Instructional Leadership in Action

What's Next: Schooling or Learning?

by Greg Sommers on Mar 31, 2020

remote_learning-2

Our current wave of school closures is yielding an unprecedented shift to online and distance learning.

Some are meeting this shift with a surge of enthusiasm for innovation. Others are approaching it more cautiously. I wonder — for my own children and for kids around the country — what the students’ experiences will be like on this frontier. Will education leaders aim only to reproduce their current experiences, or will leaders empower educators to use this opportunity to revitalize learning?

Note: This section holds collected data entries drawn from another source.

use std::{error::Error, fmt, str::FromStr};

use chrono::NaiveDate;
use geo::Point;
use serde::{Deserialize, Serialize};
use serde_with::{DeserializeFromStr, SerializeDisplay};

use crate::Srid;

#[derive(Clone, Debug, PartialEq, Serialize, Deserialize)]
pub struct ConstructionClosure {
    pub address: String,
    pub closed: bool,
    pub start_date: Option<NaiveDate>,
    pub end_date: Option<NaiveDate>,
    pub geom: TaggedPoint,
}

impl ConstructionClosure {
    // Whether `date` falls inside the closure window, both ends inclusive.
    // A window missing either date is never active.
    pub fn is_active(&self, date: NaiveDate) -> bool {
        match (self.start_date, self.end_date) {
            (Some(start), Some(end)) => start <= date && date <= end,
            _ => false,
        }
    }
}

// A point with its reference system, serialized as EWKT
// (`SRID=4326;POINT(-122.33 47.6)`).
#[derive(Copy, Clone, Debug, PartialEq, SerializeDisplay, DeserializeFromStr)]
pub struct TaggedPoint {
    pub srid: Srid,
    pub point: Point,
}

impl TaggedPoint {
    pub fn new(srid: Srid, point: Point) -> Self {
        Self { srid, point }
    }
}

impl fmt::Display for TaggedPoint {
    fn fmt(&self, f: &mut fmt::Formatter<'_>) -> fmt::Result {
        let (x, y) = self.point.x_y();
        write!(f, "SRID={};POINT({x} {y})", self.srid.code())
    }
}

impl FromStr for TaggedPoint {
    type Err = ParsePointError;

    fn from_str(s: &str) -> Result<Self, Self::Err> {
        let (srid, wkt) = s
            .split_once(';')
            .ok_or_else(|| ParsePointError::new(s, "missing SRID prefix"))?;
        let code = srid
            .trim()
            .strip_prefix("SRID=")
            .and_then(|x| x.parse().ok())
            .ok_or_else(|| ParsePointError::new(s, "invalid SRID"))?;
        let srid = Srid::from_code(code).ok_or_else(|| ParsePointError::new(s, "unknown SRID"))?;

        let coords = wkt
            .trim()
            .strip_prefix("POINT")
            .map(|x| x.trim())
            .and_then(|x| x.strip_prefix('('))
            .and_then(|x| x.strip_suffix(')'))
            .ok_or_else(|| ParsePointError::new(s, "expected POINT(x y)"))?;
        let mut parts = coords.split_whitespace();
        let (x, y) = match (parts.next(), parts.next(), parts.next()) {
            (Some(x), Some(y), None) => (x, y),
            _ => return Err(ParsePointError::new(s, "expected two coordinates")),
        };
        let x: f64 = x
            .parse()
            .map_err(|_| ParsePointError::new(s, "invalid x coordinate"))?;
        let y: f64 = y
            .parse()
            .map_err(|_| ParsePointError::new(s, "invalid y coordinate"))?;

        Ok(Self::new(srid, Point::new(x, y)))
    }
}

#[derive(Debug, Clone, PartialEq, Eq)]
pub struct ParsePointError {
    input: String,
    reason: &'static str,
}

impl ParsePointError {
    fn new(input: &str, reason: &'static str) -> Self {
        Self {
            input: input.to_string(),
            reason,
        }
    }
}

impl fmt::Display for ParsePointError {
    fn fmt(&self, f: &mut fmt::Formatter<'_>) -> fmt::Result {
        write!(f, "{} in {:?}", self.reason, self.input)
    }
}

impl Error for ParsePointError {}
use std::time::Duration;

use indicatif::{ProgressBar, ProgressStyle};
use ureq::{Agent, AgentBuilder};

pub fn agent() -> Agent {
    AgentBuilder::new()
        .user_agent("sidewalk-construction")
        .timeout(Duration::from_secs(120))
        .build()
}

pub fn progress_style() -> ProgressStyle {
    ProgressStyle::with_template("[{elapsed_precise}] {human_pos}/{human_len} {percent}% ({per_sec})")
        .expect("hardcoded")
}

pub fn progress_bar(len: u64) -> ProgressBar {
    ProgressBar::new(len).with_style(progress_style())
}
use std::{
    fs::{self, File},
    io::{BufRead, BufReader, BufWriter, Write},
    path::{Path, PathBuf},
};

use _model::ConstructionClosure;
use anyhow::{Context, Result};
use tracing::info;

// Destination for the construction table. Every call replaces the whole
// table; readers see either the previous rows or the new ones.
pub trait ClosureSink {
    fn replace(&mut self, closures: &[ConstructionClosure]) -> Result<()>;
}

pub struct JsonFileSink {
    path: PathBuf,
}

impl JsonFileSink {
    pub fn new(path: impl Into<PathBuf>) -> Self {
        Self { path: path.into() }
    }

    fn tmp_path(&self) -> PathBuf {
        let mut name = self.path.file_name().unwrap_or_default().to_os_string();
        name.push(".tmp");
        self.path.with_file_name(name)
    }

    fn write_rows(&self, path: &Path, closures: &[ConstructionClosure]) -> Result<()> {
        let file = File::create(path)?;
        let mut writer = BufWriter::new(file);
        for x in closures {
            serde_json::to_writer(&mut writer, x)?;
            writer.write_all(b"\n")?;
        }
        let file = writer.into_inner().map_err(|e| e.into_error())?;
        file.sync_all()?;
        Ok(())
    }
}

impl ClosureSink for JsonFileSink {
    fn replace(&mut self, closures: &[ConstructionClosure]) -> Result<()> {
        if let Some(parent) = self.path.parent().filter(|x| !x.as_os_str().is_empty()) {
            fs::create_dir_all(parent)?;
        }

        let tmp = self.tmp_path();
        let result = self
            .write_rows(&tmp, closures)
            .and_then(|()| Ok(fs::rename(&tmp, &self.path)?));
        if result.is_err() {
            let _ = fs::remove_file(&tmp);
        }
        result.with_context(|| format!("failed to write {}", self.path.display()))?;

        info!(rows = closures.len(), path = %self.path.display(), "replaced construction table");
        Ok(())
    }
}

pub fn read(path: &Path) -> Result<Vec<ConstructionClosure>> {
    let file = File::open(path).with_context(|| format!("failed to open {}", path.display()))?;
    let mut closures = Vec::new();
    for (i, line) in BufReader::new(file).lines().enumerate() {
        let line = line?;
        if line.trim().is_empty() {
            continue;
        }
        closures.push(
            serde_json::from_str(&line)
                .with_context(|| format!("{}:{}", path.display(), i + 1))?,
        );
    }
    Ok(closures)
}

#[cfg(test)]
#[derive(Default)]
pub struct MemorySink {
    pub rows: Vec<ConstructionClosure>,
    pub replaced: usize,
}

#[cfg(test)]
impl ClosureSink for MemorySink {
    fn replace(&mut self, closures: &[ConstructionClosure]) -> Result<()> {
        self.rows = closures.to_vec();
        self.replaced += 1;
        Ok(())
    }
}
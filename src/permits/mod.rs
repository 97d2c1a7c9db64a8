use std::{
    fs::{self, create_dir_all, read_to_string, File},
    io::{Read, Write},
    path::{Path, PathBuf},
};

use _model::{PermitAddressRecord, PermitImpactRecord};
use anyhow::{Context, Result};
use chrono::Utc;
use chrono_tz::Tz;
use rayon::prelude::*;
use serde::de::DeserializeOwned;
use tracing::info;
use ureq::Agent;

use crate::{config::FeedConfig, utils::agent};

mod raw;

use raw::{RawImpact, RawUse};

// socrata floating timestamps are Seattle wall clock
pub const ZONE: Tz = chrono_tz::America::Los_Angeles;

#[derive(Debug, Default)]
pub struct Feeds {
    pub addresses: Vec<PermitAddressRecord>,
    pub impacts: Vec<PermitImpactRecord>,
}

pub fn main(config: &FeedConfig) -> Result<()> {
    let feeds = load(config, true)?;
    info!(
        addresses = feeds.addresses.len(),
        impacts = feeds.impacts.len(),
        cache = %config.cache.display(),
        "fetched permits"
    );
    Ok(())
}

// Reads both datasets from the cache, downloading whichever is missing (or
// both, with `refresh`). The cache only changes once both bodies parse, so it
// always holds one snapshot.
pub fn load(config: &FeedConfig, refresh: bool) -> Result<Feeds> {
    let agent = agent();
    let mut downloaded = Vec::new();

    let uses: Vec<RawUse> = snapshot(
        &agent,
        config,
        &config.use_url,
        &config.cache.join("use.json"),
        refresh,
        &mut downloaded,
    )
    .context("failed to download \"by use\" permits")?;
    let impacts: Vec<RawImpact> = snapshot(
        &agent,
        config,
        &config.impact_url,
        &config.cache.join("impact.json"),
        refresh,
        &mut downloaded,
    )
    .context("failed to download \"by impact\" permits")?;

    for (path, body) in downloaded {
        store(&path, &body).with_context(|| format!("failed to write {}", path.display()))?;
    }

    let addresses = uses
        .into_par_iter()
        .map(|x| x.refine())
        .collect::<Result<Vec<_>>>()?;
    let impacts = impacts
        .into_par_iter()
        .map(|x| x.refine())
        .collect::<Result<Vec<_>, _>>()?;

    info!(
        addresses = addresses.len(),
        impacts = impacts.len(),
        "loaded permits"
    );
    Ok(Feeds {
        addresses,
        impacts,
    })
}

fn snapshot<T: DeserializeOwned>(
    agent: &Agent,
    config: &FeedConfig,
    url: &str,
    path: &Path,
    refresh: bool,
    downloaded: &mut Vec<(PathBuf, String)>,
) -> Result<T> {
    if refresh || !path.exists() {
        info!(url, "fetching");
        let body = fetch(agent, config, url)?;
        let parsed: T =
            serde_json::from_str(&body).with_context(|| format!("failed to parse {url}"))?;
        downloaded.push((path.to_path_buf(), body));
        return Ok(parsed);
    }

    let contents =
        read_to_string(path).with_context(|| format!("failed to read {}", path.display()))?;
    serde_json::from_str(&contents).with_context(|| format!("failed to parse {}", path.display()))
}

fn store(path: &Path, body: &str) -> Result<()> {
    if let Some(parent) = path.parent() {
        create_dir_all(parent)?;
    }
    let tmp = path.with_extension("json.tmp");
    let result = File::create(&tmp)
        .and_then(|mut file| {
            file.write_all(body.as_bytes())?;
            file.sync_all()
        })
        .and_then(|()| fs::rename(&tmp, path));
    if result.is_err() {
        let _ = fs::remove_file(&tmp);
    }
    Ok(result?)
}

// only closures in effect right now, with both ends of the window set
fn fetch(agent: &Agent, config: &FeedConfig, url: &str) -> Result<String> {
    let now = Utc::now()
        .with_timezone(&ZONE)
        .naive_local()
        .format("%Y-%m-%dT%H:%M:%S%.3f");
    let filter = format!("sdwlk_close_start_dt <= '{now}' AND sdwlk_close_end_dt >= '{now}'");
    let having = "sdwlk_close_start_dt IS NOT NULL AND sdwlk_close_end_dt IS NOT NULL";

    let mut body = String::new();
    agent
        .get(url)
        .query("$where", &filter)
        .query("$having", having)
        .query("$limit", &config.limit.to_string())
        .call()?
        .into_reader()
        .read_to_string(&mut body)?;
    Ok(body)
}
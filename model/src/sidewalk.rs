use std::fmt;

use geo::LineString;
use serde::{Deserialize, Serialize};

#[derive(Copy, Clone, PartialEq, Eq, PartialOrd, Ord, Hash, Serialize, Deserialize)]
#[serde(transparent)]
pub struct SidewalkId(pub u64);

impl fmt::Debug for SidewalkId {
    fn fmt(&self, f: &mut fmt::Formatter<'_>) -> fmt::Result {
        write!(f, "[Sidewalk {}]", self.0)
    }
}

impl fmt::Display for SidewalkId {
    fn fmt(&self, f: &mut fmt::Formatter<'_>) -> fmt::Result {
        write!(f, "{}", self.0)
    }
}

#[derive(Clone, Debug, PartialEq, Serialize, Deserialize)]
pub struct SidewalkSegment {
    pub id: SidewalkId,
    pub geometry: LineString,
}
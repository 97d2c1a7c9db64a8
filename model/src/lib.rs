use core::fmt;

use serde::{Deserialize, Serialize};

mod closure;
mod permit;
mod sidewalk;

pub use closure::{ConstructionClosure, ParsePointError, TaggedPoint};
pub use permit::{PermitAddressRecord, PermitImpactRecord, PermitKey};
pub use sidewalk::{SidewalkId, SidewalkSegment};

#[derive(Copy, Clone, Debug, PartialEq, Eq, PartialOrd, Ord, Hash, Serialize, Deserialize)]
#[serde(rename_all = "kebab-case")]
pub enum Srid {
    // WGS 84 longitude/latitude, degrees
    Wgs84,
    // NAD83 / UTM zone 10N, metres
    Utm10N,
}

impl fmt::Display for Srid {
    fn fmt(&self, f: &mut fmt::Formatter<'_>) -> fmt::Result {
        write!(f, "{}", self.code())
    }
}

impl Srid {
    pub fn code(&self) -> u32 {
        match self {
            Self::Wgs84 => 4326,
            Self::Utm10N => 26910,
        }
    }

    pub fn from_code(code: u32) -> Option<Self> {
        match code {
            4326 => Some(Self::Wgs84),
            26910 => Some(Self::Utm10N),
            _ => None,
        }
    }
}
// WGS 84 longitude/latitude to and from NAD83 / UTM zone 10N, Krüger series
// to sixth order

use std::sync::OnceLock;

use _model::Srid;
use geo::{Coord, MapCoords};

use crate::error::GeometryError;

pub fn to_metric<G>(geometry: &G, from: Srid) -> Result<G::Output, GeometryError>
where
    G: MapCoords<f64, f64>,
{
    match from {
        Srid::Utm10N => geometry.try_map_coords(check_finite),
        Srid::Wgs84 => geometry.try_map_coords(|c| utm10n().forward(c)),
    }
}

pub fn to_geographic<G>(geometry: &G, from: Srid) -> Result<G::Output, GeometryError>
where
    G: MapCoords<f64, f64>,
{
    match from {
        Srid::Wgs84 => geometry.try_map_coords(check_geographic),
        Srid::Utm10N => geometry.try_map_coords(|c| utm10n().inverse(c)),
    }
}

fn check_finite(c: Coord) -> Result<Coord, GeometryError> {
    if c.x.is_finite() && c.y.is_finite() {
        Ok(c)
    } else {
        Err(GeometryError::NotFinite { x: c.x, y: c.y })
    }
}

fn check_geographic(c: Coord) -> Result<Coord, GeometryError> {
    let c = check_finite(c)?;
    if c.x.abs() > 180.0 || c.y.abs() >= 90.0 {
        return Err(GeometryError::OutOfRange { x: c.x, y: c.y });
    }
    Ok(c)
}

fn utm10n() -> &'static TransverseMercator {
    static ZONE: OnceLock<TransverseMercator> = OnceLock::new();
    // GRS 80
    ZONE.get_or_init(|| TransverseMercator::new(6_378_137.0, 1.0 / 298.257_222_101, -123.0))
}

struct TransverseMercator {
    e: f64,
    // rectifying radius scaled by k0
    scale: f64,
    central_meridian: f64,
    alpha: [f64; 6],
    beta: [f64; 6],
}

const K0: f64 = 0.9996;
const FALSE_EASTING: f64 = 500_000.0;

impl TransverseMercator {
    fn new(a: f64, f: f64, central_meridian: f64) -> Self {
        let n = f / (2.0 - f);
        let n2 = n * n;
        let n3 = n2 * n;
        let n4 = n3 * n;
        let n5 = n4 * n;
        let n6 = n5 * n;

        let rectifying = a / (1.0 + n) * (1.0 + n2 / 4.0 + n4 / 64.0 + n6 / 256.0);

        let alpha = [
            n / 2.0 - 2.0 * n2 / 3.0 + 5.0 * n3 / 16.0 + 41.0 * n4 / 180.0 - 127.0 * n5 / 288.0
                + 7891.0 * n6 / 37800.0,
            13.0 * n2 / 48.0 - 3.0 * n3 / 5.0 + 557.0 * n4 / 1440.0 + 281.0 * n5 / 630.0
                - 1983433.0 * n6 / 1935360.0,
            61.0 * n3 / 240.0 - 103.0 * n4 / 140.0 + 15061.0 * n5 / 26880.0
                + 167603.0 * n6 / 181440.0,
            49561.0 * n4 / 161280.0 - 179.0 * n5 / 168.0 + 6601661.0 * n6 / 7257600.0,
            34729.0 * n5 / 80640.0 - 3418889.0 * n6 / 1995840.0,
            212378941.0 * n6 / 319334400.0,
        ];
        let beta = [
            n / 2.0 - 2.0 * n2 / 3.0 + 37.0 * n3 / 96.0 - n4 / 360.0 - 81.0 * n5 / 512.0
                + 96199.0 * n6 / 604800.0,
            n2 / 48.0 + n3 / 15.0 - 437.0 * n4 / 1440.0 + 46.0 * n5 / 105.0
                - 1118711.0 * n6 / 3870720.0,
            17.0 * n3 / 480.0 - 37.0 * n4 / 840.0 - 209.0 * n5 / 4480.0 + 5569.0 * n6 / 90720.0,
            4397.0 * n4 / 161280.0 - 11.0 * n5 / 504.0 - 830251.0 * n6 / 7257600.0,
            4583.0 * n5 / 161280.0 - 108847.0 * n6 / 3991680.0,
            20648693.0 * n6 / 638668800.0,
        ];

        Self {
            e: (f * (2.0 - f)).sqrt(),
            scale: K0 * rectifying,
            central_meridian,
            alpha,
            beta,
        }
    }

    // lon/lat degrees to easting/northing metres
    fn forward(&self, c: Coord) -> Result<Coord, GeometryError> {
        let c = check_geographic(c)?;
        let phi = c.y.to_radians();
        let lambda = (c.x - self.central_meridian).to_radians();

        let sin_phi = phi.sin();
        let t = (sin_phi.atanh() - self.e * (self.e * sin_phi).atanh()).sinh();
        let xi_p = t.atan2(lambda.cos());
        let eta_p = (lambda.sin() / (1.0 + t * t).sqrt()).atanh();

        let mut xi = xi_p;
        let mut eta = eta_p;
        for (j, a) in self.alpha.iter().enumerate() {
            let k = 2.0 * (j + 1) as f64;
            xi += a * (k * xi_p).sin() * (k * eta_p).cosh();
            eta += a * (k * xi_p).cos() * (k * eta_p).sinh();
        }

        check_finite(Coord {
            x: FALSE_EASTING + self.scale * eta,
            y: self.scale * xi,
        })
    }

    // easting/northing metres to lon/lat degrees
    fn inverse(&self, c: Coord) -> Result<Coord, GeometryError> {
        let c = check_finite(c)?;
        let xi = c.y / self.scale;
        let eta = (c.x - FALSE_EASTING) / self.scale;

        let mut xi_p = xi;
        let mut eta_p = eta;
        for (j, b) in self.beta.iter().enumerate() {
            let k = 2.0 * (j + 1) as f64;
            xi_p -= b * (k * xi).sin() * (k * eta).cosh();
            eta_p -= b * (k * xi).cos() * (k * eta).sinh();
        }

        let tau_p = xi_p.sin() / (eta_p.sinh().powi(2) + xi_p.cos().powi(2)).sqrt();
        let lambda = eta_p.sinh().atan2(xi_p.cos());

        // solve for the conformal latitude with Newton's method
        let e2 = self.e * self.e;
        let mut tau = tau_p;
        for _ in 0..8 {
            let sigma = (self.e * (self.e * tau / (1.0 + tau * tau).sqrt()).atanh()).sinh();
            let tau_i = tau * (1.0 + sigma * sigma).sqrt() - sigma * (1.0 + tau * tau).sqrt();
            let delta = (tau_p - tau_i) / (1.0 + tau_i * tau_i).sqrt() * (1.0 + (1.0 - e2) * tau * tau)
                / ((1.0 - e2) * (1.0 + tau * tau).sqrt());
            tau += delta;
            if delta.abs() < 1e-14 {
                break;
            }
        }

        check_geographic(Coord {
            x: self.central_meridian + lambda.to_degrees(),
            y: tau.atan().to_degrees(),
        })
    }
}
use std::{
    fs::File,
    io::{BufRead, BufReader},
    path::Path,
};

use _model::{SidewalkId, SidewalkSegment};
use anyhow::{Context, Result};
use serde::Deserialize;
use tracing::info;

#[derive(Deserialize)]
struct RawSidewalk {
    id: u64,
    // lon/lat
    coordinates: Vec<[f64; 2]>,
}

pub fn load(path: &Path) -> Result<Vec<SidewalkSegment>> {
    let file = File::open(path).with_context(|| format!("failed to open {}", path.display()))?;
    let reader: Box<dyn BufRead> = if path.extension().is_some_and(|x| x == "zst") {
        Box::new(BufReader::new(zstd::Decoder::new(file)?))
    } else {
        Box::new(BufReader::new(file))
    };

    let mut segments = Vec::new();
    for (i, line) in reader.lines().enumerate() {
        let line = line?;
        if line.trim().is_empty() {
            continue;
        }
        let raw: RawSidewalk = serde_json::from_str(&line)
            .with_context(|| format!("{}:{}", path.display(), i + 1))?;
        segments.push(SidewalkSegment {
            id: SidewalkId(raw.id),
            geometry: raw.coordinates.into(),
        });
    }

    info!(count = segments.len(), path = %path.display(), "loaded sidewalks");
    Ok(segments)
}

Several years ago, I was part of a group discussion led by Chris Bradford, the innovative CEO of the African Leadership Academy. Chris asked a room of educators to write down a set of words they associate with the term “education.” People dutifully made their lists: desks, bells, tests, teachers, textbooks and rules. Then, Chris asked the group to note words they associate with the term “learning.” Everyone furiously scribbled down words like challenge, excitement, curiosity, growth, risk and fun. 

Without more fundamental changes to systems and conditions, technology will amplify inequities, not solve them.

Truly turning “education” into “learning” – that’s the crisis-as-opportunity our students need us to prioritize as our field rushes to respond to coronavirus closures. Without more fundamental changes to systems and conditions, technology will amplify inequities, not solve them. So we need to use this moment to produce new models of learning. We need to transform the student experience.

How do we begin to do this?

1. Re-establish connections for every out-of-school student in this country with a caring adult from their school. Ensuring access needs to be the highest priority to accomplish this driver of learning, even as we develop or adopt new innovations.

2. Discover fresh ways to ignite the interests and channel the motivation of students. This will require looking at curriculum not as something to move through, but rather as something to pull students into.

3. Develop better ways to scaffold student skills for reflection and metacognition. The 1:1 or 1:few agility that technology offers can be advantageous for accomplishing this.

4. Create online environments that support students with their agency and learning for mastery. It will become even more critical that we offer students opportunities for refinement and revision, rather than mere completion.

5. Ensure effective communication. As students rely on technology for a greater share of their communication, they’ll need feedback on the best ways to communicate with different audiences and purposes.

We need to challenge ourselves to examine critically — and ask students about! — what it’s like to learn in this new way.

Whatever our immediate approach to distance and online learning is, I think we need to challenge ourselves to examine critically — and ask students about! — what it’s like to learn in this new way. And we need to listen to students about how best to support them through this shift.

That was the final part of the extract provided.